▸ **EXERCISE INSTRUCTIONS**
Only a number is expected here: the count of lines in this data where "counter" occurs.

(Collected data)
//! Notification categories and their actions.

use crate::error::{MessagingError, Result};
use crate::utils::is_blank;
use parking_lot::RwLock;
use serde::{Deserialize, Serialize};
use std::collections::{HashMap, HashSet};
use tracing::debug;

/// Prefix reserved for categories and actions shipped with the library
pub const PREDEFINED_PREFIX: &str = "mm_";

pub const ACCEPT_DECLINE_CATEGORY: &str = "mm_accept_decline";
pub const ACCEPT_ACTION: &str = "mm_accept";
pub const DECLINE_ACTION: &str = "mm_decline";
pub const OPEN_ACTION: &str = "mm_open";
pub const CANCEL_ACTION: &str = "mm_cancel";

/// A button attached to a notification or in-app dialog
#[derive(Debug, Clone, PartialEq, Eq, Serialize, Deserialize)]
#[cfg_attr(feature = "uniffi", derive(uniffi::Record))]
#[serde(rename_all = "camelCase")]
pub struct NotificationAction {
    pub id: String,
    pub title: String,
    /// Bring the app to the foreground when tapped
    #[serde(default)]
    pub foreground: bool,
    #[serde(default)]
    pub authentication_required: bool,
    /// Collects free-text input from the user
    #[serde(default)]
    pub input: bool,
    #[serde(default)]
    pub input_placeholder: Option<String>,
}

impl NotificationAction {
    pub fn new(id: impl Into<String>, title: impl Into<String>) -> Self {
        Self {
            id: id.into(),
            title: title.into(),
            foreground: false,
            authentication_required: false,
            input: false,
            input_placeholder: None,
        }
    }

    pub fn with_foreground(mut self, foreground: bool) -> Self {
        self.foreground = foreground;
        self
    }

    pub fn with_authentication_required(mut self, required: bool) -> Self {
        self.authentication_required = required;
        self
    }

    pub fn with_input(mut self, placeholder: Option<String>) -> Self {
        self.input = true;
        self.input_placeholder = placeholder;
        self
    }

    pub fn has_input(&self) -> bool {
        self.input
    }

    /// Actions shown by an in-app dialog when the message has no usable category
    pub fn default_in_app_actions() -> Vec<NotificationAction> {
        vec![
            NotificationAction::new(CANCEL_ACTION, "Cancel"),
            NotificationAction::new(OPEN_ACTION, "Open").with_foreground(true),
        ]
    }
}

/// A named, ordered set of actions
#[derive(Debug, Clone, PartialEq, Eq, Serialize, Deserialize)]
#[cfg_attr(feature = "uniffi", derive(uniffi::Record))]
#[serde(rename_all = "camelCase")]
pub struct NotificationCategory {
    pub category_id: String,
    #[serde(default)]
    pub actions: Vec<NotificationAction>,
}

impl NotificationCategory {
    pub fn new(category_id: impl Into<String>, actions: Vec<NotificationAction>) -> Self {
        Self {
            category_id: category_id.into(),
            actions,
        }
    }

    /// Categories shipped with the library
    pub fn predefined() -> Vec<NotificationCategory> {
        vec![NotificationCategory::new(
            ACCEPT_DECLINE_CATEGORY,
            vec![
                NotificationAction::new(ACCEPT_ACTION, "Accept").with_foreground(true),
                NotificationAction::new(DECLINE_ACTION, "Decline"),
            ],
        )]
    }

    fn validate(&self) -> Result<()> {
        if is_blank(&self.category_id) {
            return Err(MessagingError::invalid_category("Category ID is required"));
        }
        if self.category_id.starts_with(PREDEFINED_PREFIX) {
            return Err(MessagingError::invalid_category(format!(
                "'{}' uses the reserved prefix '{}'",
                self.category_id, PREDEFINED_PREFIX
            )));
        }

        let mut seen = HashSet::new();
        for action in &self.actions {
            if is_blank(&action.id) {
                return Err(MessagingError::invalid_category(format!(
                    "Category '{}' has an action without ID",
                    self.category_id
                )));
            }
            if !seen.insert(action.id.as_str()) {
                return Err(MessagingError::invalid_category(format!(
                    "Category '{}' has duplicate action '{}'",
                    self.category_id, action.id
                )));
            }
        }
        Ok(())
    }
}

/// Lookup of categories by identifier
pub trait CategoryRegistry: Send + Sync {
    fn notification_category(&self, category_id: &str) -> Option<NotificationCategory>;
}

/// Registry holding the predefined categories plus those set by the host app
#[derive(Debug)]
pub struct InteractiveCategories {
    /// Replaced as a whole so lookups see either the old or the new set
    categories: RwLock<HashMap<String, NotificationCategory>>,
}

impl Default for InteractiveCategories {
    fn default() -> Self {
        Self::new()
    }
}

impl InteractiveCategories {
    pub fn new() -> Self {
        Self {
            categories: RwLock::new(predefined_by_id()),
        }
    }

    /// Replace all custom categories. Predefined categories are kept.
    ///
    /// Nothing is changed if any of the categories is invalid.
    pub fn set_custom_categories(&self, custom: Vec<NotificationCategory>) -> Result<()> {
        let mut ids = HashSet::new();
        for category in &custom {
            category.validate()?;
            if !ids.insert(category.category_id.clone()) {
                return Err(MessagingError::invalid_category(format!(
                    "Duplicate category '{}'",
                    category.category_id
                )));
            }
        }

        let mut categories = predefined_by_id();
        for category in custom {
            debug!("Registering notification category: {}", category.category_id);
            categories.insert(category.category_id.clone(), category);
        }

        *self.categories.write() = categories;
        Ok(())
    }

    pub fn category_ids(&self) -> Vec<String> {
        let mut ids: Vec<String> = self.categories.read().keys().cloned().collect();
        ids.sort();
        ids
    }
}

fn predefined_by_id() -> HashMap<String, NotificationCategory> {
    NotificationCategory::predefined()
        .into_iter()
        .map(|category| (category.category_id.clone(), category))
        .collect()
}

impl CategoryRegistry for InteractiveCategories {
    fn notification_category(&self, category_id: &str) -> Option<NotificationCategory> {
        self.categories.read().get(category_id).cloned()
    }
}
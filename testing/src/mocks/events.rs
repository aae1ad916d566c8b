//! In-memory event repository.

use async_trait::async_trait;
use std::collections::HashMap;
use std::sync::{Arc, Mutex};
use ticketmint_core::{CoreError, EventId, EventRecord, EventRepository, Result};

/// In-memory [`EventRepository`] for tests.
#[derive(Clone, Default)]
pub struct InMemoryEventRepository {
    events: Arc<Mutex<HashMap<EventId, EventRecord>>>,
}

impl InMemoryEventRepository {
    /// Create an empty repository.
    #[must_use]
    pub fn new() -> Self {
        Self::default()
    }
}

#[async_trait]
impl EventRepository for InMemoryEventRepository {
    async fn get(&self, event_id: EventId) -> Result<EventRecord> {
        self.events
            .lock()
            .map_err(|_| CoreError::Persistence("lock poisoned".to_string()))?
            .get(&event_id)
            .cloned()
            .ok_or_else(|| CoreError::not_found("Event", event_id))
    }

    async fn insert(&self, event: &EventRecord) -> Result<()> {
        let mut events = self
            .events
            .lock()
            .map_err(|_| CoreError::Persistence("lock poisoned".to_string()))?;

        if events.contains_key(&event.event_id) {
            return Err(CoreError::Conflict(format!(
                "event {} already exists",
                event.event_id
            )));
        }

        events.insert(event.event_id, event.clone());
        Ok(())
    }
}
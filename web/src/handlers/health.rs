//! Health check endpoints.

use axum::{http::StatusCode, Json};
use serde::Serialize;

/// Health check response.
#[derive(Serialize)]
pub struct HealthResponse {
    /// Service status.
    pub status: String,
    /// Service version.
    pub version: String,
}

/// Liveness check: 200 OK whenever the process is serving.
pub async fn health_check() -> (StatusCode, Json<HealthResponse>) {
    (
        StatusCode::OK,
        Json(HealthResponse {
            status: "ok".to_string(),
            version: env!("CARGO_PKG_VERSION").to_string(),
        }),
    )
}

/// Readiness check response.
#[derive(Serialize)]
pub struct ReadinessResponse {
    /// Whether the service should receive traffic.
    pub ready: bool,
}

/// Readiness check: the router only exists once the stores connected, so
/// reaching this handler means dependencies were wired successfully.
pub async fn readiness_check() -> Json<ReadinessResponse> {
    Json(ReadinessResponse { ready: true })
}
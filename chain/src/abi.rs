//! Minimal ABI encoding for the ticket NFT contract calls.
//!
//! Covers exactly the types the contract surface needs: `address`,
//! `uint256`, `string`, `uint256[]`, and `string[]`, encoded per the
//! Solidity ABI head/tail layout. Function selectors are the first four
//! bytes of the keccak-256 hash of the canonical signature.

use primitive_types::{H160, U256};
use sha3::{Digest, Keccak256};

const WORD: usize = 32;

/// A value encodable as a call argument.
#[derive(Clone, Debug)]
pub enum AbiToken {
    /// 20-byte address, left-padded to a word.
    Address(H160),
    /// Unsigned 256-bit integer.
    Uint(U256),
    /// Dynamic UTF-8 string.
    Str(String),
    /// Dynamic array of `uint256`.
    UintArray(Vec<U256>),
    /// Dynamic array of `string`.
    StrArray(Vec<String>),
}

impl AbiToken {
    const fn is_dynamic(&self) -> bool {
        matches!(self, Self::Str(_) | Self::UintArray(_) | Self::StrArray(_))
    }
}

/// First four bytes of `keccak256(signature)`.
#[must_use]
pub fn selector(signature: &str) -> [u8; 4] {
    let digest = Keccak256::digest(signature.as_bytes());
    [digest[0], digest[1], digest[2], digest[3]]
}

/// Encode a function call: selector followed by the encoded arguments.
#[must_use]
pub fn encode_call(signature: &str, args: &[AbiToken]) -> Vec<u8> {
    let mut out = selector(signature).to_vec();
    out.extend_from_slice(&encode_tokens(args));
    out
}

/// Encode an argument tuple using the head/tail layout.
#[must_use]
pub fn encode_tokens(tokens: &[AbiToken]) -> Vec<u8> {
    let head_len = tokens.len() * WORD;
    let mut heads = Vec::with_capacity(head_len);
    let mut tails: Vec<u8> = Vec::new();

    for token in tokens {
        if token.is_dynamic() {
            heads.extend_from_slice(&uint_word(U256::from(head_len + tails.len())));
            tails.extend_from_slice(&encode_tail(token));
        } else {
            heads.extend_from_slice(&encode_static(token));
        }
    }

    heads.extend_from_slice(&tails);
    heads
}

fn encode_static(token: &AbiToken) -> [u8; WORD] {
    match token {
        AbiToken::Address(addr) => {
            let mut word = [0u8; WORD];
            word[12..].copy_from_slice(addr.as_bytes());
            word
        }
        AbiToken::Uint(value) => uint_word(*value),
        // Dynamic tokens never reach here; is_dynamic gates the call.
        AbiToken::Str(_) | AbiToken::UintArray(_) | AbiToken::StrArray(_) => [0u8; WORD],
    }
}

fn encode_tail(token: &AbiToken) -> Vec<u8> {
    match token {
        AbiToken::Str(s) => encode_bytes(s.as_bytes()),
        AbiToken::UintArray(values) => {
            let mut out = uint_word(U256::from(values.len())).to_vec();
            for value in values {
                out.extend_from_slice(&uint_word(*value));
            }
            out
        }
        AbiToken::StrArray(values) => {
            // Element offsets are relative to the start of the element
            // head area, which begins after the length word.
            let mut out = uint_word(U256::from(values.len())).to_vec();
            let head_len = values.len() * WORD;
            let mut elem_tails: Vec<u8> = Vec::new();
            for value in values {
                out.extend_from_slice(&uint_word(U256::from(head_len + elem_tails.len())));
                elem_tails.extend_from_slice(&encode_bytes(value.as_bytes()));
            }
            out.extend_from_slice(&elem_tails);
            out
        }
        AbiToken::Address(_) | AbiToken::Uint(_) => Vec::new(),
    }
}

fn encode_bytes(bytes: &[u8]) -> Vec<u8> {
    let mut out = uint_word(U256::from(bytes.len())).to_vec();
    out.extend_from_slice(bytes);
    let remainder = bytes.len() % WORD;
    if remainder != 0 {
        out.extend(std::iter::repeat(0u8).take(WORD - remainder));
    }
    out
}

fn uint_word(value: U256) -> [u8; WORD] {
    let mut word = [0u8; WORD];
    value.to_big_endian(&mut word);
    word
}
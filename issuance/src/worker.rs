//! Queue-draining worker pool.
//!
//! Drains pending mint jobs with bounded concurrency while keeping at most
//! one in-flight job per event, which preserves per-event ordering. Each
//! cycle also reclaims jobs stuck in processing past the stale bound so a
//! crashed worker cannot strand a job.

use crate::minter::BlockchainMinter;
use std::collections::HashSet;
use std::sync::{Arc, Mutex};
use std::time::Duration;
use ticketmint_core::{CoreError, EventId, MintQueue, TicketRepository};
use tokio::sync::{watch, Semaphore};
use tokio::task::JoinSet;

/// Tuning for the worker loop.
#[derive(Clone, Debug)]
pub struct WorkerConfig {
    /// Delay between drain cycles.
    pub poll_interval: Duration,
    /// Maximum pending jobs fetched per cycle.
    pub batch_size: usize,
    /// Maximum jobs minted concurrently (across events).
    pub concurrency: usize,
    /// Age past which a processing claim counts as stale.
    pub stale_after: chrono::Duration,
}

impl Default for WorkerConfig {
    fn default() -> Self {
        Self {
            poll_interval: Duration::from_secs(5),
            batch_size: 32,
            concurrency: 4,
            stale_after: chrono::Duration::minutes(10),
        }
    }
}

/// Drains the mint queue through the [`BlockchainMinter`].
pub struct MintWorker {
    queue: Arc<dyn MintQueue>,
    tickets: Arc<dyn TicketRepository>,
    minter: Arc<BlockchainMinter>,
    config: WorkerConfig,
    limiter: Arc<Semaphore>,
    in_flight: Arc<Mutex<HashSet<EventId>>>,
}

impl MintWorker {
    /// Create a worker over the queue and minter.
    #[must_use]
    pub fn new(
        queue: Arc<dyn MintQueue>,
        tickets: Arc<dyn TicketRepository>,
        minter: Arc<BlockchainMinter>,
        config: WorkerConfig,
    ) -> Self {
        let limiter = Arc::new(Semaphore::new(config.concurrency.max(1)));
        Self {
            queue,
            tickets,
            minter,
            config,
            limiter,
            in_flight: Arc::new(Mutex::new(HashSet::new())),
        }
    }

    /// Run until the shutdown signal flips to `true`.
    pub async fn run(self: Arc<Self>, mut shutdown: watch::Receiver<bool>) {
        let mut ticker = tokio::time::interval(self.config.poll_interval);
        ticker.set_missed_tick_behavior(tokio::time::MissedTickBehavior::Delay);

        tracing::info!(
            poll_interval = ?self.config.poll_interval,
            concurrency = self.config.concurrency,
            "Mint worker started"
        );

        loop {
            tokio::select! {
                changed = shutdown.changed() => {
                    // A dropped sender counts as shutdown.
                    if changed.is_err() || *shutdown.borrow() {
                        break;
                    }
                }
                _ = ticker.tick() => {
                    self.sweep_stale().await;
                    self.drain_once().await;
                }
            }
        }

        tracing::info!("Mint worker stopped");
    }

    /// Reclaim jobs stuck in processing and fail their tickets so the
    /// whole set is recoverable through the normal retry path.
    pub async fn sweep_stale(&self) {
        let reclaimed = match self.queue.reclaim_stale(self.config.stale_after).await {
            Ok(jobs) => jobs,
            Err(err) => {
                tracing::warn!(error = %err, "Stale-job sweep failed");
                return;
            }
        };

        for job in reclaimed {
            if let Err(err) = self.tickets.mark_failed(&job.ticket_refs).await {
                tracing::warn!(
                    job_id = %job.job_id,
                    error = %err,
                    "Failed to mark tickets of reclaimed job"
                );
            }
        }
    }

    /// Run one drain cycle: claim and mint every currently pending job,
    /// bounded by the concurrency limit and the one-per-event rule.
    /// Waits for the cycle's jobs to finish before returning.
    pub async fn drain_once(&self) {
        let pending = match self.queue.list_pending(self.config.batch_size).await {
            Ok(jobs) => jobs,
            Err(err) => {
                tracing::warn!(error = %err, "Failed to list pending jobs");
                return;
            }
        };

        let mut tasks = JoinSet::new();

        for job in pending {
            // One in-flight job per event; the rest of that event's jobs
            // wait for a later cycle.
            let claimed_slot = {
                match self.in_flight.lock() {
                    Ok(mut set) => set.insert(job.event_id),
                    Err(_) => false,
                }
            };
            if !claimed_slot {
                continue;
            }

            let permit = match Arc::clone(&self.limiter).acquire_owned().await {
                Ok(permit) => permit,
                Err(_) => {
                    release_slot(&self.in_flight, job.event_id);
                    break;
                }
            };

            let minter = Arc::clone(&self.minter);
            let in_flight = Arc::clone(&self.in_flight);
            tasks.spawn(async move {
                let _permit = permit;
                let result = minter.process(job.job_id).await;
                release_slot(&in_flight, job.event_id);

                match result {
                    Ok(_) => {}
                    // Lost the claim race to another worker; not an error.
                    Err(CoreError::Conflict(_)) => {
                        tracing::debug!(job_id = %job.job_id, "Job already claimed");
                    }
                    Err(err) => {
                        tracing::warn!(job_id = %job.job_id, error = %err, "Mint attempt failed");
                    }
                }
            });
        }

        while tasks.join_next().await.is_some() {}
    }
}

fn release_slot(in_flight: &Mutex<HashSet<EventId>>, event_id: EventId) {
    if let Ok(mut set) = in_flight.lock() {
        set.remove(&event_id);
    }
}
//! Turns a claimed mint job into on-chain tokens.
//!
//! The job's `ticket_refs` ordering is positional truth: URI `i` is the
//! uploaded metadata of ticket `i`, and token id `i` is that ticket's
//! number. Uploads run concurrently but reassemble in order; a single
//! failure anywhere fails the whole job. The batch transaction is
//! all-or-nothing at the chain level and the records mirror that: either
//! every ticket becomes minted with its token id, or every ticket and the
//! job are marked failed.

use futures::stream::{self, StreamExt, TryStreamExt};
use primitive_types::U256;
use std::sync::Arc;
use ticketmint_core::chain::{MetadataStore, NftContract};
use ticketmint_core::{
    CoreError, EventRepository, JobId, MintJob, MintQueue, Result, Ticket, TicketId,
    TicketRepository,
};

/// Tuning for the minter.
#[derive(Clone, Debug)]
pub struct MinterConfig {
    /// Maximum concurrent metadata uploads per job.
    pub upload_concurrency: usize,
}

impl Default for MinterConfig {
    fn default() -> Self {
        Self {
            upload_concurrency: 4,
        }
    }
}

/// Submits batched mint transactions and reconciles the outcome into
/// ticket and job state.
pub struct BlockchainMinter {
    events: Arc<dyn EventRepository>,
    tickets: Arc<dyn TicketRepository>,
    queue: Arc<dyn MintQueue>,
    contract: Arc<dyn NftContract>,
    storage: Arc<dyn MetadataStore>,
    config: MinterConfig,
}

impl BlockchainMinter {
    /// Create a minter over the given collaborators.
    #[must_use]
    pub fn new(
        events: Arc<dyn EventRepository>,
        tickets: Arc<dyn TicketRepository>,
        queue: Arc<dyn MintQueue>,
        contract: Arc<dyn NftContract>,
        storage: Arc<dyn MetadataStore>,
        config: MinterConfig,
    ) -> Self {
        Self {
            events,
            tickets,
            queue,
            contract,
            storage,
            config,
        }
    }

    /// Claim a pending job and mint it.
    ///
    /// On success the job becomes `Minted` and every referenced ticket
    /// carries its positional token id. On any failure (upload,
    /// submission, revert, confirmation timeout) the job becomes
    /// `Failed` and every referenced ticket is marked failed; recovery is
    /// explicit via the retry path, never an automatic resubmission.
    ///
    /// A crash after chain confirmation but before the write-back leaves
    /// the records behind the chain; that window needs an external
    /// reconciliation pass against confirmed transactions.
    ///
    /// # Errors
    ///
    /// - `Conflict` when the job is not pending (another worker holds it);
    ///   nothing is mutated.
    /// - `ExternalService` when the mint attempt failed; the failure is
    ///   already recorded on the job and tickets.
    pub async fn process(&self, job_id: JobId) -> Result<Vec<U256>> {
        let job = self.queue.mark_processing(job_id).await?;

        match self.mint_claimed(&job).await {
            Ok(token_ids) => {
                self.queue.mark_minted(job.job_id, &token_ids).await?;
                let outcomes: Vec<(TicketId, U256)> = job
                    .ticket_refs
                    .iter()
                    .copied()
                    .zip(token_ids.iter().copied())
                    .collect();
                self.tickets.mark_minted(&outcomes).await?;

                tracing::info!(
                    job_id = %job.job_id,
                    event_id = %job.event_id,
                    tokens = token_ids.len(),
                    "Mint job confirmed and recorded"
                );
                metrics::counter!("minter.jobs_minted").increment(1);

                Ok(token_ids)
            }
            Err(err) => {
                // Store the upstream message verbatim; the taxonomy prefix
                // adds nothing inside a failed-job record.
                let message = match &err {
                    CoreError::ExternalService(msg) => msg.clone(),
                    other => other.to_string(),
                };
                self.queue.mark_failed(job.job_id, &message).await?;
                self.tickets.mark_failed(&job.ticket_refs).await?;

                tracing::warn!(
                    job_id = %job.job_id,
                    event_id = %job.event_id,
                    error = %message,
                    "Mint job failed"
                );
                metrics::counter!("minter.jobs_failed").increment(1);

                Err(err)
            }
        }
    }

    async fn mint_claimed(&self, job: &MintJob) -> Result<Vec<U256>> {
        let event = self.events.get(job.event_id).await?;
        let (contract_address, wallet) = event.minting_config().ok_or_else(|| {
            CoreError::Validation(format!(
                "event {} has no minting configuration",
                job.event_id
            ))
        })?;

        // Load tickets strictly in ref order; everything downstream pairs
        // by index.
        let mut tickets: Vec<Ticket> = Vec::with_capacity(job.ticket_refs.len());
        for ticket_id in &job.ticket_refs {
            tickets.push(self.tickets.get(*ticket_id).await?);
        }

        let token_ids = tickets
            .iter()
            .map(|t| {
                u64::try_from(t.ticket_number)
                    .map(U256::from)
                    .map_err(|_| {
                        CoreError::Persistence(format!(
                            "ticket {} has invalid number {}",
                            t.ticket_id, t.ticket_number
                        ))
                    })
            })
            .collect::<Result<Vec<U256>>>()?;

        // Bounded concurrency, results reassembled in submission order.
        let upload_futures: Vec<_> = tickets
            .iter()
            .map(|ticket| {
                let storage = Arc::clone(&self.storage);
                let metadata = ticket.nft_metadata.clone();
                async move { storage.upload(&metadata).await }
            })
            .collect();
        let uris: Vec<String> = stream::iter(upload_futures)
            .buffered(self.config.upload_concurrency.max(1))
            .try_collect()
            .await?;

        let receipt = if token_ids.len() == 1 {
            self.contract
                .mint(contract_address, wallet, token_ids[0], uris[0].clone())
                .await?
        } else {
            self.contract
                .batch_mint(contract_address, wallet, &token_ids, &uris)
                .await?
        };

        if receipt.token_ids != token_ids {
            return Err(CoreError::ExternalService(format!(
                "receipt token ids diverge from submission for job {}",
                job.job_id
            )));
        }

        Ok(receipt.token_ids)
    }
}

▸ **EXERCISE ANSWER**
2